**Dataset excerpts**

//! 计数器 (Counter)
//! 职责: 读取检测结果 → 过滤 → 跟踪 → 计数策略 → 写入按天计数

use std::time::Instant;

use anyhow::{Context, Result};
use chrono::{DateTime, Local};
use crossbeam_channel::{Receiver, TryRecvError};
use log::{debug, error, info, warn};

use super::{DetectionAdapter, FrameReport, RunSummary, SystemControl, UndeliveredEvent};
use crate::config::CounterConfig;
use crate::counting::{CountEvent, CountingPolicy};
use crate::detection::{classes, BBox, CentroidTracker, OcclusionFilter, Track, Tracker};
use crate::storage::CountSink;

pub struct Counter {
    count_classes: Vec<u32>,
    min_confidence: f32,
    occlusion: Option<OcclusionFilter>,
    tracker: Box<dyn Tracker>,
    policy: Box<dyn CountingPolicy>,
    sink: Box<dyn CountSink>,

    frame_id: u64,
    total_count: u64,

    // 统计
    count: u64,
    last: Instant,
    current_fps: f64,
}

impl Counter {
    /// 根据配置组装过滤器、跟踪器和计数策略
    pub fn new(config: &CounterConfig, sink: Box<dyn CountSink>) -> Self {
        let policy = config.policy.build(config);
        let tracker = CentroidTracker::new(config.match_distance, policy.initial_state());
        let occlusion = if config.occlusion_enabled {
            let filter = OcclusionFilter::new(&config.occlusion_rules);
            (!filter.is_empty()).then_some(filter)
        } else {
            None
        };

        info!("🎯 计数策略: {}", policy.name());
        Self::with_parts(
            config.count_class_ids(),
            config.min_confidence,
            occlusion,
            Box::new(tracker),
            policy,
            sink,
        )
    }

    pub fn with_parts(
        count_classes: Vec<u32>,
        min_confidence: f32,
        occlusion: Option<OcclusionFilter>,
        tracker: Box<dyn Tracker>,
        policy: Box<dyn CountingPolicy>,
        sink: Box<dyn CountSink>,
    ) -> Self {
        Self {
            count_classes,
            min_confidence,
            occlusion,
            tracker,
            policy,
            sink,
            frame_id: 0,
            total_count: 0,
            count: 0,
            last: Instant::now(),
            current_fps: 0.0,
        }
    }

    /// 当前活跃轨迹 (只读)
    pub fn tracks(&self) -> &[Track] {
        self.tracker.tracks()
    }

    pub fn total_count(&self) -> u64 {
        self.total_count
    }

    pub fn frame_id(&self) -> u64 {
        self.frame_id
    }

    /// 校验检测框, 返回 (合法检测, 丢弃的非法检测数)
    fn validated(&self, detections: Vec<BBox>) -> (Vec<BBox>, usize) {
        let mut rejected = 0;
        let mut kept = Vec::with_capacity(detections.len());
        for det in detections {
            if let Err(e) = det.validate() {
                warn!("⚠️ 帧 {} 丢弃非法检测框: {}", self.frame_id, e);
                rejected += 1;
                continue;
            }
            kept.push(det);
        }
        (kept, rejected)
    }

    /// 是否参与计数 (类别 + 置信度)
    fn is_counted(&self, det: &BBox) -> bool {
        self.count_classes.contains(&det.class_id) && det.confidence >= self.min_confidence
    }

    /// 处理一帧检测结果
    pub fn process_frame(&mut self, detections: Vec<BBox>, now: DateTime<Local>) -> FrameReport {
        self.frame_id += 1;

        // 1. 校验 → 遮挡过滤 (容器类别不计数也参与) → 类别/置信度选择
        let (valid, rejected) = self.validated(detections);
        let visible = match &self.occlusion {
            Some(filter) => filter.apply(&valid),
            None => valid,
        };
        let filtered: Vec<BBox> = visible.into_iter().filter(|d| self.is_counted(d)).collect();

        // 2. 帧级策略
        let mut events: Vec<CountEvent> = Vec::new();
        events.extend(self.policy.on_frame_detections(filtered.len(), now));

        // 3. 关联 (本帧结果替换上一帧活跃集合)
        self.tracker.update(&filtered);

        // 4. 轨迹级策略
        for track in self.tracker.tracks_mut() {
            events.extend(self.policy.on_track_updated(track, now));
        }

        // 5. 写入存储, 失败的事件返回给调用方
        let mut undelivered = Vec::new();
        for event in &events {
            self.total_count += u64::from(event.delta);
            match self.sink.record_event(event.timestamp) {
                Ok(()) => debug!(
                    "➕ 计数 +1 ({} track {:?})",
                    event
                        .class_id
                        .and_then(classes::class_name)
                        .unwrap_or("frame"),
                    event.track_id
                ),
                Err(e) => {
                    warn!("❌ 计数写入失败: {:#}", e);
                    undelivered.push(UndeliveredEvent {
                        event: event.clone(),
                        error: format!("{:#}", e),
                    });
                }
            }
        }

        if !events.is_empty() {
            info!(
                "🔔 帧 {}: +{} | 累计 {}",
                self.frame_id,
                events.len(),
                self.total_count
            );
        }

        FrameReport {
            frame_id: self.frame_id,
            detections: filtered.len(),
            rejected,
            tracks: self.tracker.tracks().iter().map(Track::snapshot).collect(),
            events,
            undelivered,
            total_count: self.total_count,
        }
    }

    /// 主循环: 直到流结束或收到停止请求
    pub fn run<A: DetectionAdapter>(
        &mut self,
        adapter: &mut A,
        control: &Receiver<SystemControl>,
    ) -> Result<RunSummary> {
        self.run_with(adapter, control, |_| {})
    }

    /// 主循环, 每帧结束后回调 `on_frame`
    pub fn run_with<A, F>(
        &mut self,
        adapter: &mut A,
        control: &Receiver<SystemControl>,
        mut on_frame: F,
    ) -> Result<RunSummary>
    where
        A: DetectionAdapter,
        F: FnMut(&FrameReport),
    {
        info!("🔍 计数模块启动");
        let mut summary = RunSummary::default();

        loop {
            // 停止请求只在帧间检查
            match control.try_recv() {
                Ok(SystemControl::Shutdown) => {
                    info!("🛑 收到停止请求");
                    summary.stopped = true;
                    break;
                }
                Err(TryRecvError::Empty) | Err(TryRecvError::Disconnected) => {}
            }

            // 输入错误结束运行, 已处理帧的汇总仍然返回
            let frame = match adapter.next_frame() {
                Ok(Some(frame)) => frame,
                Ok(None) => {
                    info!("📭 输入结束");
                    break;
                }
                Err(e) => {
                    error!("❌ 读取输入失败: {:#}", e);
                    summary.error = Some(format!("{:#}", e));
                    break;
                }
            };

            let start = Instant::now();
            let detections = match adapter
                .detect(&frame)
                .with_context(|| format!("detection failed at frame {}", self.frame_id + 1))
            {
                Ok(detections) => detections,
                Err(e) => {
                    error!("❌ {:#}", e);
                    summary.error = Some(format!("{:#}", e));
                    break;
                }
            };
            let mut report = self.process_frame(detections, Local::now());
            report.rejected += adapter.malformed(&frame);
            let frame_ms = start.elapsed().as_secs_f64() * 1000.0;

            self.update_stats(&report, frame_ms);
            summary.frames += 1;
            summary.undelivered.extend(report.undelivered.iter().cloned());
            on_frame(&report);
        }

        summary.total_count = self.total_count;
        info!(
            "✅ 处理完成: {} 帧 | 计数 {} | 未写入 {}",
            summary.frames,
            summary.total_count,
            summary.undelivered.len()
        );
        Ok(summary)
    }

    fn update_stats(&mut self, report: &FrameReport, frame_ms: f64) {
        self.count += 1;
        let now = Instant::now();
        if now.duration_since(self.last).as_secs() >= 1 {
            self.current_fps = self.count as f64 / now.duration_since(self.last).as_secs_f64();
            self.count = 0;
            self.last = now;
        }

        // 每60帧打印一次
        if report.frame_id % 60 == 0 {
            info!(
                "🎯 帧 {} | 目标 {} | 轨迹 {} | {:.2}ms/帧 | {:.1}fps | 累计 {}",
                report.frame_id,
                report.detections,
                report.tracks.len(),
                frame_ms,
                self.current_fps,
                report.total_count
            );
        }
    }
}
--
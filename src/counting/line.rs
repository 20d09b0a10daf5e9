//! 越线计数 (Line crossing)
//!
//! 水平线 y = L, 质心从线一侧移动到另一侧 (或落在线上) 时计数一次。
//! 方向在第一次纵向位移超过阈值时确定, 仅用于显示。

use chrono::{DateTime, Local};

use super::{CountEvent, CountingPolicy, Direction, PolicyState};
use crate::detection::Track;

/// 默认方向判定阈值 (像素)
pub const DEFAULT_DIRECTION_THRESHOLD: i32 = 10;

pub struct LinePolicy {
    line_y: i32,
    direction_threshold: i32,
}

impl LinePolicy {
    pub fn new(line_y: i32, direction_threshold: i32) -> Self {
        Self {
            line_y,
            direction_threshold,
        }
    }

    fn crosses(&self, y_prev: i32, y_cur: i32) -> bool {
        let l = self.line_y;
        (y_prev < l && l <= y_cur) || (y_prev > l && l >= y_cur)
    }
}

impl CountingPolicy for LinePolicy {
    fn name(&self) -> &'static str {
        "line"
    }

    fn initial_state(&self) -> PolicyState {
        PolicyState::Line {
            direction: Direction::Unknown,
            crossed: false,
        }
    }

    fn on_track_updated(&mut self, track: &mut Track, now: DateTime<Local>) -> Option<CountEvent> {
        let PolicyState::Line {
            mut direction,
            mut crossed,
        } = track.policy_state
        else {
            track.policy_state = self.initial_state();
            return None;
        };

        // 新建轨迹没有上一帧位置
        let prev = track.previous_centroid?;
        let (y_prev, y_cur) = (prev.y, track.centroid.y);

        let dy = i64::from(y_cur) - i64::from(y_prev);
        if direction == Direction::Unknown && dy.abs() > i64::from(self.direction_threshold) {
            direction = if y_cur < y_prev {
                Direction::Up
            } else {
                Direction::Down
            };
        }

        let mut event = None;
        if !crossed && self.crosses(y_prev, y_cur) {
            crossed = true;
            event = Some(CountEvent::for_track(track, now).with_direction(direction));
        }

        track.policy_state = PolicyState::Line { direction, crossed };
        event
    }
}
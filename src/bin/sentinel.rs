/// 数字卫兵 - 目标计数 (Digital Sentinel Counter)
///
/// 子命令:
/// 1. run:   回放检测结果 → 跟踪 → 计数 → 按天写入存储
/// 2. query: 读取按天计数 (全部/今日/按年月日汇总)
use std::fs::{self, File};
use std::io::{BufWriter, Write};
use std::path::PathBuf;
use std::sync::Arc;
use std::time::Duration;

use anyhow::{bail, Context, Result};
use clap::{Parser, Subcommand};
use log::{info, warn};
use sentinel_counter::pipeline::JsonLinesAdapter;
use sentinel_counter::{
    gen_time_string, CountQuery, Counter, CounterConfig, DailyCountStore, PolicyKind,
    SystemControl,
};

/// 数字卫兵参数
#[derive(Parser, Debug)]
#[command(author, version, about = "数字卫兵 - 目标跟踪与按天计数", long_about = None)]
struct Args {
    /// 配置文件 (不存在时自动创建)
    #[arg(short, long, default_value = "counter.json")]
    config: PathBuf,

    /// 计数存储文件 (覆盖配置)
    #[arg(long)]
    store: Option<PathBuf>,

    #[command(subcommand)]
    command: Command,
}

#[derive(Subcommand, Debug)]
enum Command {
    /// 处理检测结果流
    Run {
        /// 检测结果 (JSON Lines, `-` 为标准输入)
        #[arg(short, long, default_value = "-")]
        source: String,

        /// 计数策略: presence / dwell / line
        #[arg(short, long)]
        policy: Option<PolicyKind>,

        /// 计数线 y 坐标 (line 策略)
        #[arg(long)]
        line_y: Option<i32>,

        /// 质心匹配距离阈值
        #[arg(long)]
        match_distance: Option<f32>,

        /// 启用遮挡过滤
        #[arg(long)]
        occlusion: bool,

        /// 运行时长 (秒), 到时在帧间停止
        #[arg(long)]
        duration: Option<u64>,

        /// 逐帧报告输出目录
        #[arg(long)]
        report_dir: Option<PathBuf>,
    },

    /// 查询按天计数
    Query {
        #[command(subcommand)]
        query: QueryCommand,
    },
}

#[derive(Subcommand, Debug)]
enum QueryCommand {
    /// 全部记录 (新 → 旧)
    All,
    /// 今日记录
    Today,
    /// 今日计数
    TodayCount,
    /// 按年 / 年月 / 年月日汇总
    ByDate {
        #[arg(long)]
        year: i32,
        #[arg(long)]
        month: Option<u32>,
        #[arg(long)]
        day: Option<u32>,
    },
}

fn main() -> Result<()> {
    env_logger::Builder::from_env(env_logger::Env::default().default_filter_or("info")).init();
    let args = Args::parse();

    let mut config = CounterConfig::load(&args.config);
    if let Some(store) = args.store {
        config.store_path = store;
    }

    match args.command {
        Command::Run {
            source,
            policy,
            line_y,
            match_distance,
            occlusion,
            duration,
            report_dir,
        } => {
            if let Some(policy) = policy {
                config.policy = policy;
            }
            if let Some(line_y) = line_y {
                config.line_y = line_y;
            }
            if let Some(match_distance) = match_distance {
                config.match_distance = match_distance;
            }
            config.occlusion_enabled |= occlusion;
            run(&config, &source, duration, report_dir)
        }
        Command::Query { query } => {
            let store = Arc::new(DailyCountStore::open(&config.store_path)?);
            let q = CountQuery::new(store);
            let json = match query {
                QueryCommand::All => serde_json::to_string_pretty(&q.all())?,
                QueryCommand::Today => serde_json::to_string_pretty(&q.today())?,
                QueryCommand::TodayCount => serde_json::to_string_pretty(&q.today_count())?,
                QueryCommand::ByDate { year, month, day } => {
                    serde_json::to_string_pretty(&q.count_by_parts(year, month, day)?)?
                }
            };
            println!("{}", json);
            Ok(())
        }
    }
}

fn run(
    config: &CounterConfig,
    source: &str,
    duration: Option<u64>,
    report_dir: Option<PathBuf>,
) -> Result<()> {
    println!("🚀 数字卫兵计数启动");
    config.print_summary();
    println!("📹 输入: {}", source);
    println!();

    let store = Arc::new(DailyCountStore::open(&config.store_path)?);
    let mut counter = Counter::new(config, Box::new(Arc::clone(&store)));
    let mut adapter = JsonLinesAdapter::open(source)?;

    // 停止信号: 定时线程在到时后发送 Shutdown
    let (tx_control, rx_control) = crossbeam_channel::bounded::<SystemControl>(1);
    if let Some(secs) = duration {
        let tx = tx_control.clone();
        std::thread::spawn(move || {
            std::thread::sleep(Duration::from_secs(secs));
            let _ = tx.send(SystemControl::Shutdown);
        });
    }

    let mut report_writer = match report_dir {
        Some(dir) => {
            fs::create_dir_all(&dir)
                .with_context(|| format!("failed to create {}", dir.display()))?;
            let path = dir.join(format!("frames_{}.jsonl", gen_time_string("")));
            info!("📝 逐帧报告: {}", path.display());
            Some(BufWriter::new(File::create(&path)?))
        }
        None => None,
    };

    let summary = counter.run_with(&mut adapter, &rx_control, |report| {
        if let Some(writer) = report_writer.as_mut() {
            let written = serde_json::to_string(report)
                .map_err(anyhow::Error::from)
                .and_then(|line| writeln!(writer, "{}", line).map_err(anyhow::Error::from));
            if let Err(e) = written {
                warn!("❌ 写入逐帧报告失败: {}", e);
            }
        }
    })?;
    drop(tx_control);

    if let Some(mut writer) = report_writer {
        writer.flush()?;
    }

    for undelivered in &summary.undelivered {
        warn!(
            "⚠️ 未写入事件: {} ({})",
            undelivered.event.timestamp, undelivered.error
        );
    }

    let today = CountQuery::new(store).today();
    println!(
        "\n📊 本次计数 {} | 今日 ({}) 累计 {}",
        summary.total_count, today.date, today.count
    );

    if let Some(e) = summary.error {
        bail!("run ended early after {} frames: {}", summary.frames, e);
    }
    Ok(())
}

**Task prompt**
Copy the lines above exactly. Start with the line containing "fn on_track_updated(&mut self, track: &mut", end with the line containing "return None;", and include both.

**Solved exercise**
    fn on_track_updated(&mut self, track: &mut Track, now: DateTime<Local>) -> Option<CountEvent> {
        let PolicyState::Line {
            mut direction,
            mut crossed,
        } = track.policy_state
        else {
            track.policy_state = self.initial_state();
            return None;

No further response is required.